Phillip J. Eby pje at telecommunity.com
Wed Jul 11 21:03:12 CEST 2007


At 02:25 PM 7/11/2007 -0400, Benji York wrote:
>Martin v. Löwis wrote:
> > Benji York schrieb:
>
> >> Is your position that PyPI isn't down/very slow on occasion or that when
> >> it is no one complains?
> >
> > Both. I believe it shouldn't be down
>
>The cheeseshop has provided its own proof that that believe is mistaken
>by being down as I began composing this message. <wink>
>
> > Jim Fulton complained that it took 0.3s to
> > get a single package's page, which I cannot classify as "very slow".
>
>During a single run setuptools or zc.buildout may make hundreds of
>requests to the cheeseshop taking a total time in the minutes.  That's
>not fast enough.  I can't see a technical reason why these requests
>couldn't be handled much faster than 3 a second.
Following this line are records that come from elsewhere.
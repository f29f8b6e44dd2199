//! Configuration management with file persistence

use anyhow::{Context, anyhow};
use serde::{Deserialize, Serialize};
use std::env;
use std::fs;
use std::path::PathBuf;
use std::time::Duration;

use crate::domain::ownership::{DEFAULT_COUNTRY_CODE, DEFAULT_MAX_CANDIDATES, IngestionSettings};
use crate::storage::database::{DEFAULT_MAX_CONNECTIONS, default_database_path};

/// Environment variable overriding the config directory
pub const CONFIG_DIR_ENV: &str = "OWNERGRAPH_CONFIG_DIR";

/// Ownergraph configuration
#[derive(Debug, Clone, Default, Serialize, Deserialize)]
#[serde(default)]
pub struct Config {
    pub database: DatabaseSettings,
    pub llm: LlmConfig,
    pub search: SearchConfig,
    pub documents: DocumentsConfig,
    pub ingestion: IngestionConfig,
}

#[derive(Debug, Clone, Serialize, Deserialize)]
#[serde(default)]
pub struct DatabaseSettings {
    pub path: PathBuf,
    pub max_connections: u32,
}

impl Default for DatabaseSettings {
    fn default() -> Self {
        Self {
            path: default_database_path(),
            max_connections: DEFAULT_MAX_CONNECTIONS,
        }
    }
}

#[derive(Debug, Clone, Serialize, Deserialize)]
#[serde(default)]
pub struct LlmConfig {
    /// Rejected by `validate`; keys come from `api_key_env`
    #[serde(skip_serializing)]
    pub api_key: Option<String>,
    pub provider: String,
    pub model: String,
    pub base_url: String,
    pub max_tokens: usize,
    pub temperature: f32,
    pub timeout_secs: u64,
    pub api_key_env: String,
}

impl Default for LlmConfig {
    fn default() -> Self {
        Self {
            api_key: None,
            provider: "openrouter".to_string(),
            model: "openai/gpt-4o-mini".to_string(),
            base_url: "https://openrouter.ai/api/v1".to_string(),
            max_tokens: 2048,
            temperature: 0.0,
            timeout_secs: 60,
            api_key_env: "OPENROUTER_API_KEY".to_string(),
        }
    }
}

#[derive(Debug, Clone, Serialize, Deserialize)]
#[serde(default)]
pub struct SearchConfig {
    #[serde(skip_serializing)]
    pub api_key: Option<String>,
    pub base_url: String,
    pub max_results: usize,
    pub timeout_secs: u64,
    pub api_key_env: String,
}

impl Default for SearchConfig {
    fn default() -> Self {
        Self {
            api_key: None,
            base_url: "https://api.tavily.com".to_string(),
            max_results: 5,
            timeout_secs: 30,
            api_key_env: "TAVILY_API_KEY".to_string(),
        }
    }
}

#[derive(Debug, Clone, Serialize, Deserialize)]
#[serde(default)]
pub struct DocumentsConfig {
    /// Directory of `<digits>.txt` annual reports
    pub reports_dir: Option<PathBuf>,
    /// Report text sent to the model is cut to this many characters
    pub max_report_chars: usize,
}

impl Default for DocumentsConfig {
    fn default() -> Self {
        Self {
            reports_dir: None,
            max_report_chars: 24_000,
        }
    }
}

#[derive(Debug, Clone, Serialize, Deserialize)]
#[serde(default)]
pub struct IngestionConfig {
    pub collaborator_timeout_secs: u64,
    pub max_candidates: usize,
    pub default_country_code: String,
    pub max_concurrent_runs: usize,
}

impl Default for IngestionConfig {
    fn default() -> Self {
        Self {
            collaborator_timeout_secs: 60,
            max_candidates: DEFAULT_MAX_CANDIDATES,
            default_country_code: DEFAULT_COUNTRY_CODE.to_string(),
            max_concurrent_runs: 4,
        }
    }
}

impl IngestionConfig {
    pub fn settings(&self) -> IngestionSettings {
        IngestionSettings {
            country_code: self.default_country_code.clone(),
            max_candidates: self.max_candidates,
            collaborator_timeout: Duration::from_secs(self.collaborator_timeout_secs),
        }
    }
}

fn key_from_env(var: &str) -> Option<String> {
    env::var(var).ok().filter(|v| !v.trim().is_empty())
}

fn redact(key: &str) -> String {
    if key.len() <= 4 {
        "***".to_string()
    } else {
        format!("***{}", &key[key.len() - 4..])
    }
}

impl LlmConfig {
    pub fn resolved_api_key(&self) -> anyhow::Result<Option<String>> {
        self.enforce_env_only()?;
        Ok(key_from_env(&self.api_key_env))
    }

    pub fn enforce_env_only(&self) -> anyhow::Result<()> {
        if self.api_key.is_some() {
            return Err(anyhow!(
                "LLM API keys must be provided via the {} environment variable, not stored in configuration",
                self.api_key_env
            ));
        }
        Ok(())
    }
}

impl SearchConfig {
    pub fn resolved_api_key(&self) -> anyhow::Result<Option<String>> {
        self.enforce_env_only()?;
        Ok(key_from_env(&self.api_key_env))
    }

    pub fn enforce_env_only(&self) -> anyhow::Result<()> {
        if self.api_key.is_some() {
            return Err(anyhow!(
                "Search API keys must be provided via the {} environment variable, not stored in configuration",
                self.api_key_env
            ));
        }
        Ok(())
    }
}

impl Config {
    /// Get the config directory path
    pub fn config_dir() -> anyhow::Result<PathBuf> {
        let dir = if let Ok(custom_dir) = env::var(CONFIG_DIR_ENV) {
            PathBuf::from(custom_dir)
        } else {
            dirs::config_dir()
                .ok_or_else(|| anyhow!("Could not determine config directory"))?
                .join("ownergraph")
        };
        Ok(dir)
    }

    /// Get the config file path
    pub fn config_path() -> anyhow::Result<PathBuf> {
        Ok(Self::config_dir()?.join("config.toml"))
    }

    /// Load configuration from file, or the defaults if it doesn't exist
    pub fn load() -> anyhow::Result<Self> {
        let path = Self::config_path()?;

        if path.exists() {
            let contents = fs::read_to_string(&path)
                .with_context(|| format!("Failed to read config file: {}", path.display()))?;
            let config = Self::from_toml(&contents)
                .with_context(|| format!("Failed to parse config file: {}", path.display()))?;
            Ok(config)
        } else {
            Ok(Config::default())
        }
    }

    /// Parse and validate a TOML document
    pub fn from_toml(contents: &str) -> anyhow::Result<Self> {
        let config: Config = toml::from_str(contents)?;
        config.validate()?;
        Ok(config)
    }

    /// Save configuration to file
    pub fn save(&self) -> anyhow::Result<PathBuf> {
        self.validate()?;

        let dir = Self::config_dir()?;
        fs::create_dir_all(&dir)
            .with_context(|| format!("Failed to create config directory: {}", dir.display()))?;

        let path = Self::config_path()?;
        fs::write(&path, self.to_toml()?)
            .with_context(|| format!("Failed to write config file: {}", path.display()))?;

        Ok(path)
    }

    pub fn to_toml(&self) -> anyhow::Result<String> {
        toml::to_string_pretty(self).context("Failed to serialize config")
    }

    /// Validate configuration
    pub fn validate(&self) -> anyhow::Result<()> {
        self.llm.enforce_env_only()?;
        self.search.enforce_env_only()?;

        if !(0.0..=2.0).contains(&self.llm.temperature) {
            return Err(anyhow!("llm.temperature must be between 0.0 and 2.0"));
        }
        if self.database.max_connections == 0 {
            return Err(anyhow!("database.max_connections must be at least 1"));
        }
        if self.ingestion.collaborator_timeout_secs == 0 {
            return Err(anyhow!("ingestion.collaborator_timeout_secs must be at least 1"));
        }
        if self.ingestion.max_concurrent_runs == 0 {
            return Err(anyhow!("ingestion.max_concurrent_runs must be at least 1"));
        }
        let country = &self.ingestion.default_country_code;
        if country.len() != 2 || !country.chars().all(|c| c.is_ascii_uppercase()) {
            return Err(anyhow!(
                "ingestion.default_country_code must be a two-letter upper-case code, got {:?}",
                country
            ));
        }
        Ok(())
    }

    /// Key/value listing for display, with API keys redacted
    pub fn list(&self) -> anyhow::Result<Vec<(String, String)>> {
        let key_status = |key: Option<String>, var: &str| match key {
            Some(key) => redact(&key),
            None => format!("(not set - use the {} env var)", var),
        };

        Ok(vec![
            ("database.path".into(), self.database.path.display().to_string()),
            ("database.max_connections".into(), self.database.max_connections.to_string()),
            ("llm.provider".into(), self.llm.provider.clone()),
            ("llm.model".into(), self.llm.model.clone()),
            ("llm.base_url".into(), self.llm.base_url.clone()),
            ("llm.max_tokens".into(), self.llm.max_tokens.to_string()),
            ("llm.temperature".into(), self.llm.temperature.to_string()),
            ("llm.timeout_secs".into(), self.llm.timeout_secs.to_string()),
            (
                "llm.api_key".into(),
                key_status(self.llm.resolved_api_key()?, &self.llm.api_key_env),
            ),
            ("search.base_url".into(), self.search.base_url.clone()),
            ("search.max_results".into(), self.search.max_results.to_string()),
            ("search.timeout_secs".into(), self.search.timeout_secs.to_string()),
            (
                "search.api_key".into(),
                key_status(self.search.resolved_api_key()?, &self.search.api_key_env),
            ),
            (
                "documents.reports_dir".into(),
                self.documents
                    .reports_dir
                    .as_ref()
                    .map(|p| p.display().to_string())
                    .unwrap_or_else(|| "(not set)".to_string()),
            ),
            ("documents.max_report_chars".into(), self.documents.max_report_chars.to_string()),
            (
                "ingestion.collaborator_timeout_secs".into(),
                self.ingestion.collaborator_timeout_secs.to_string(),
            ),
            ("ingestion.max_candidates".into(), self.ingestion.max_candidates.to_string()),
            (
                "ingestion.default_country_code".into(),
                self.ingestion.default_country_code.clone(),
            ),
            (
                "ingestion.max_concurrent_runs".into(),
                self.ingestion.max_concurrent_runs.to_string(),
            ),
        ])
    }
}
An interesting thought for future optimization...  an XML-RPC catalog 
server designed for this use case could in fact do all the 
computation server-side, resolving dependencies and evaluating 
version constraints.  Heck, in theory, it could cache packages' 
external links, and simply hand back to the caller a complete list of 
candidate URLs to choose for downloading.  That way, most activities 
would take only one server round-trip to complete, if the client sent 
a list of everything it expects to need, and the server includes 
everything that the server expects the client to want due to those 
things' dependencies.

The main obstacle to implementing such a service today, is that it 
would have no way of knowing what dependencies to look for, without 
sniffing the contents of .egg files.  But, as long as a superset of 
possible dependencies was listed in PKG-INFO, the server could make 
intelligent guesses about what other packages are likely to be 
needed, and return their version/download info as well.  Returning 
information for packages that turn out not to be needed is likely to 
be far less expensive than having to make round-trip requests.

An alternative to providing that information from metadata, of 
course, would be for the client to include a "referrer" header of 
sorts, saying why it is asking for a package.  The server could then 
simply "learn" the relevant associations.